Records excerpted from a collection
══════════

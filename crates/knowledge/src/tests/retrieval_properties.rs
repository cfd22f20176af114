//! Tests for retrieval ranking over the built-in knowledge base.

use crate::context::{assemble, split_context};
use crate::corpus::Corpus;
use crate::retriever::retrieve;
use crate::vector_space::VectorSpace;

const QUERIES: &[&str] = &[
    "How long does the program take?",
    "What is the duration of the program?",
    "Do I need a GRE or GATE score?",
    "Which English level is required?",
    "semester",
    "management",
    "What is the capital of France?",
];

fn builtin() -> (Corpus, VectorSpace) {
    let corpus = Corpus::builtin();
    let space = VectorSpace::from_corpus(&corpus).unwrap();
    (corpus, space)
}

#[test]
fn test_results_are_ranked_and_bounded() {
    let (corpus, space) = builtin();

    for query in QUERIES {
        for top_n in [1, 3, 14, 20] {
            for min_score in [0.0, 1e-6, 0.2] {
                let results = retrieve(query, &space, &corpus, top_n, min_score);

                assert!(results.len() <= top_n);
                assert!(results.iter().all(|r| r.score >= min_score));
                for pair in results.windows(2) {
                    assert!(pair[0].score >= pair[1].score, "{}", query);
                    if pair[0].score == pair[1].score {
                        assert!(pair[0].passage.index < pair[1].passage.index);
                    }
                }
            }
        }
    }
}

#[test]
fn test_retrieval_is_idempotent() {
    let (corpus, space) = builtin();

    for query in QUERIES {
        let first = retrieve(query, &space, &corpus, 3, 1e-6);
        let second = retrieve(query, &space, &corpus, 3, 1e-6);
        assert_eq!(first, second);
    }
}

#[test]
fn test_shared_term_scores_positive() {
    let (corpus, space) = builtin();

    for passage in corpus.iter() {
        let word = passage
            .text
            .split_whitespace()
            .map(|w| w.trim_matches(|c: char| !c.is_alphanumeric()))
            .find(|w| w.len() > 6)
            .unwrap();
        let results = retrieve(word, &space, &corpus, corpus.len(), 0.0);
        let own = results
            .iter()
            .find(|r| r.passage.index == passage.index)
            .unwrap();
        assert!(own.score > 0.0, "{} in passage {}", word, passage.index);
    }
}

#[test]
fn test_disjoint_query_returns_nothing() {
    let (corpus, space) = builtin();

    let all = retrieve("What is the capital of France?", &space, &corpus, 14, 0.0);
    assert_eq!(all.len(), 14);
    assert!(all.iter().all(|r| r.score == 0.0));

    let results = retrieve("What is the capital of France?", &space, &corpus, 3, 1e-6);
    assert!(results.is_empty());
    assert_eq!(assemble(&results), "");
}

#[test]
fn test_program_length_question() {
    let (corpus, space) = builtin();

    // Only "program" is shared with the corpus, so every passage naming the
    // program scores; the duration passage is among the top three.
    let results = retrieve("How long does the program take?", &space, &corpus, 3, 1e-6);
    assert_eq!(results.len(), 3);
    let duration = results
        .iter()
        .find(|r| r.passage.text.contains("four semesters, and there are no tuition fees"))
        .unwrap();
    assert!(duration.score > 0.0);
    assert!(results.iter().all(|r| !r.passage.text.contains("GRE")));
}

#[test]
fn test_duration_question_ranks_duration_first() {
    let (corpus, space) = builtin();

    let results = retrieve("What is the duration of the program?", &space, &corpus, 3, 1e-6);
    assert_eq!(results[0].passage.index, 1);
    assert!(results[0].score > results[1].score);
}

#[test]
fn test_specific_questions() {
    let (corpus, space) = builtin();

    let results = retrieve("Do I need a GRE or GATE score?", &space, &corpus, 3, 1e-6);
    assert_eq!(results.len(), 1);
    assert_eq!(results[0].passage.index, 5);

    let results = retrieve("Which English level is required?", &space, &corpus, 3, 1e-6);
    let order: Vec<usize> = results.iter().map(|r| r.passage.index).collect();
    assert_eq!(order, vec![4, 6, 0]);

    let results = retrieve("semester", &space, &corpus, 3, 1e-6);
    let order: Vec<usize> = results.iter().map(|r| r.passage.index).collect();
    assert_eq!(order, vec![11, 10, 9]);
}

#[test]
fn test_context_numbers_blocks_in_rank_order() {
    let (corpus, space) = builtin();

    let results = retrieve("Which English level is required?", &space, &corpus, 3, 1e-6);
    let context = assemble(&results);
    let blocks = split_context(&context);

    assert_eq!(blocks.len(), 3);
    for (i, block) in blocks.iter().enumerate() {
        assert!(block.starts_with(&format!("[PASSAGE {} | score=", i + 1)));
    }
    assert!(blocks[0].ends_with(&results[0].passage.text));
}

══════════

Repeat the entries exactly as they appear.

Task result ::
filename crates/knowledge/src/tests/retrieval_properties.rs
repository cfd22f20176af114
//! Tests for retrieval ranking over the built-in knowledge base.

use crate::context::{assemble, split_context};
use crate::corpus::Corpus;
use crate::retriever::retrieve;
use crate::vector_space::VectorSpace;

const QUERIES: &[&str] = &[
    "How long does the program take?",
    "What is the duration of the program?",
    "Do I need a GRE or GATE score?",
    "Which English level is required?",
    "semester",
    "management",
    "What is the capital of France?",
];

fn builtin() -> (Corpus, VectorSpace) {
    let corpus = Corpus::builtin();
    let space = VectorSpace::from_corpus(&corpus).unwrap();
    (corpus, space)
}

#[test]
fn test_results_are_ranked_and_bounded() {
    let (corpus, space) = builtin();

    for query in QUERIES {
        for top_n in [1, 3, 14, 20] {
            for min_score in [0.0, 1e-6, 0.2] {
                let results = retrieve(query, &space, &corpus, top_n, min_score);

                assert!(results.len() <= top_n);
                assert!(results.iter().all(|r| r.score >= min_score));
                for pair in results.windows(2) {
                    assert!(pair[0].score >= pair[1].score, "{}", query);
                    if pair[0].score == pair[1].score {
                        assert!(pair[0].passage.index < pair[1].passage.index);
                    }
                }
            }
        }
    }
}

#[test]
fn test_retrieval_is_idempotent() {
    let (corpus, space) = builtin();

    for query in QUERIES {
        let first = retrieve(query, &space, &corpus, 3, 1e-6);
        let second = retrieve(query, &space, &corpus, 3, 1e-6);
        assert_eq!(first, second);
    }
}

#[test]
fn test_shared_term_scores_positive() {
    let (corpus, space) = builtin();

    for passage in corpus.iter() {
        let word = passage
            .text
            .split_whitespace()
            .map(|w| w.trim_matches(|c: char| !c.is_alphanumeric()))
            .find(|w| w.len() > 6)
            .unwrap();
        let results = retrieve(word, &space, &corpus, corpus.len(), 0.0);
        let own = results
            .iter()
            .find(|r| r.passage.index == passage.index)
            .unwrap();
        assert!(own.score > 0.0, "{} in passage {}", word, passage.index);
    }
}

#[test]
fn test_disjoint_query_returns_nothing() {
    let (corpus, space) = builtin();

    let all = retrieve("What is the capital of France?", &space, &corpus, 14, 0.0);
    assert_eq!(all.len(), 14);
    assert!(all.iter().all(|r| r.score == 0.0));

    let results = retrieve("What is the capital of France?", &space, &corpus, 3, 1e-6);
    assert!(results.is_empty());
    assert_eq!(assemble(&results), "");
}

#[test]
fn test_program_length_question() {
    let (corpus, space) = builtin();

    // Only "program" is shared with the corpus, so every passage naming the
    // program scores; the duration passage is among the top three.
    let results = retrieve("How long does the program take?", &space, &corpus, 3, 1e-6);
    assert_eq!(results.len(), 3);
    let duration = results
        .iter()
        .find(|r| r.passage.text.contains("four semesters, and there are no tuition fees"))
        .unwrap();
    assert!(duration.score > 0.0);
    assert!(results.iter().all(|r| !r.passage.text.contains("GRE")));
}

#[test]
fn test_duration_question_ranks_duration_first() {
    let (corpus, space) = builtin();

    let results = retrieve("What is the duration of the program?", &space, &corpus, 3, 1e-6);
    assert_eq!(results[0].passage.index, 1);
    assert!(results[0].score > results[1].score);
}

#[test]
fn test_specific_questions() {
    let (corpus, space) = builtin();

    let results = retrieve("Do I need a GRE or GATE score?", &space, &corpus, 3, 1e-6);
    assert_eq!(results.len(), 1);
    assert_eq!(results[0].passage.index, 5);

    let results = retrieve("Which English level is required?", &space, &corpus, 3, 1e-6);
    let order: Vec<usize> = results.iter().map(|r| r.passage.index).collect();
    assert_eq!(order, vec![4, 6, 0]);

    let results = retrieve("semester", &space, &corpus, 3, 1e-6);
    let order: Vec<usize> = results.iter().map(|r| r.passage.index).collect();
    assert_eq!(order, vec![11, 10, 9]);
}

#[test]
fn test_context_numbers_blocks_in_rank_order() {
    let (corpus, space) = builtin();

    let results = retrieve("Which English level is required?", &space, &corpus, 3, 1e-6);
    let context = assemble(&results);
    let blocks = split_context(&context);

    assert_eq!(blocks.len(), 3);
    for (i, block) in blocks.iter().enumerate() {
        assert!(block.starts_with(&format!("[PASSAGE {} | score=", i + 1)));
    }
    assert!(blocks[0].ends_with(&results[0].passage.text));
}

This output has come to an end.